From the first line of the records down to the one that holds "use crate::config::Config;", transcribe each line exactly and add nothing.

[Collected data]
******************************
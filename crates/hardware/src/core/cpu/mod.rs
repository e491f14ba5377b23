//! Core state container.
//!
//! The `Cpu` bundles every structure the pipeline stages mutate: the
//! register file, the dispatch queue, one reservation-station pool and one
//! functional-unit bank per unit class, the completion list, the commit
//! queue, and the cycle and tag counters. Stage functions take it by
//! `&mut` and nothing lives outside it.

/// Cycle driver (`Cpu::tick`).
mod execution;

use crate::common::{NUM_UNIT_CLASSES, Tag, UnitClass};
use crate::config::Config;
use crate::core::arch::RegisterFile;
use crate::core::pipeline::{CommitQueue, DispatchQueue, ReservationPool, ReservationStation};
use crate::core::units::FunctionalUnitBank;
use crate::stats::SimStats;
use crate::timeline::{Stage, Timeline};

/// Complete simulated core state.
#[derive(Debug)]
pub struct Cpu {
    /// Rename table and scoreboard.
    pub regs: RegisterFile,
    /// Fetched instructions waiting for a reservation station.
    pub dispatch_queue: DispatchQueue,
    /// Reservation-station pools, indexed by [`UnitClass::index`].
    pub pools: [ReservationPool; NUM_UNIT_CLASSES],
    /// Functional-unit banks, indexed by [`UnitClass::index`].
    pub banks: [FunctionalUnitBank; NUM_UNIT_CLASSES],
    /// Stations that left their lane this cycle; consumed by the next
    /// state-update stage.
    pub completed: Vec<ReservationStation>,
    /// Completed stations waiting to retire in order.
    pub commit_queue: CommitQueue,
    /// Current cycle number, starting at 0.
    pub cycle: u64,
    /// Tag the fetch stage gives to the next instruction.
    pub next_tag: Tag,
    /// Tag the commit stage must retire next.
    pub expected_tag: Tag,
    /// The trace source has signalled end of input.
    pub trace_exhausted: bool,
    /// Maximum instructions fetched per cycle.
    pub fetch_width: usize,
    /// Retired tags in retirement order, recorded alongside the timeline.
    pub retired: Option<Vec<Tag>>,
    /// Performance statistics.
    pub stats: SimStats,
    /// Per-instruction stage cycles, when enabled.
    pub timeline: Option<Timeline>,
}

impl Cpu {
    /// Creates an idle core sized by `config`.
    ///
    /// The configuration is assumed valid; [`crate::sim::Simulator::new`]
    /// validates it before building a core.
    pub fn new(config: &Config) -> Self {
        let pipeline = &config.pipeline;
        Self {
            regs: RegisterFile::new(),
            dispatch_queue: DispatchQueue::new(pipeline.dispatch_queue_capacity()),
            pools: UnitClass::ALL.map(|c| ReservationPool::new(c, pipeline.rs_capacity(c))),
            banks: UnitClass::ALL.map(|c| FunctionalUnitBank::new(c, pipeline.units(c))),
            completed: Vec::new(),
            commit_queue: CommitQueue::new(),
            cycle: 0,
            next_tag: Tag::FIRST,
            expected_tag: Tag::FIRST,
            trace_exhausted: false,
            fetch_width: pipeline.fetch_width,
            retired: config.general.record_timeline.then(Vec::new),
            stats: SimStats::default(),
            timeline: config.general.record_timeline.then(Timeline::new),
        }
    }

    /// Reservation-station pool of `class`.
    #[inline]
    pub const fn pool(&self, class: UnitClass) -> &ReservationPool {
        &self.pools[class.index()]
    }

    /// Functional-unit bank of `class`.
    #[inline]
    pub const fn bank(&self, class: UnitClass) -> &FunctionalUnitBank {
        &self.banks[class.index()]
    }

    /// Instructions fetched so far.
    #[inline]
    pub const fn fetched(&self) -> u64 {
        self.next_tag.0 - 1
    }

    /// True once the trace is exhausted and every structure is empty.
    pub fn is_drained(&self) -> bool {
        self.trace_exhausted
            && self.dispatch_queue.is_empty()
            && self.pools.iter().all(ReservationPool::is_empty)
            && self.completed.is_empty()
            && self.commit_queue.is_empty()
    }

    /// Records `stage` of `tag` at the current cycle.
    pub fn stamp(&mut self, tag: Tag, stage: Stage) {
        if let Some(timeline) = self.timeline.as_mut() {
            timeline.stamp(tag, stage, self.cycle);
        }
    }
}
******************************
### Completed exercise:
filename crates/hardware/src/core/cpu/mod.rs
repository e491f14ba5377b23
//! Core state container.
//!
//! The `Cpu` bundles every structure the pipeline stages mutate: the
//! register file, the dispatch queue, one reservation-station pool and one
//! functional-unit bank per unit class, the completion list, the commit
//! queue, and the cycle and tag counters. Stage functions take it by
//! `&mut` and nothing lives outside it.

/// Cycle driver (`Cpu::tick`).
mod execution;

use crate::common::{NUM_UNIT_CLASSES, Tag, UnitClass};
use crate::config::Config;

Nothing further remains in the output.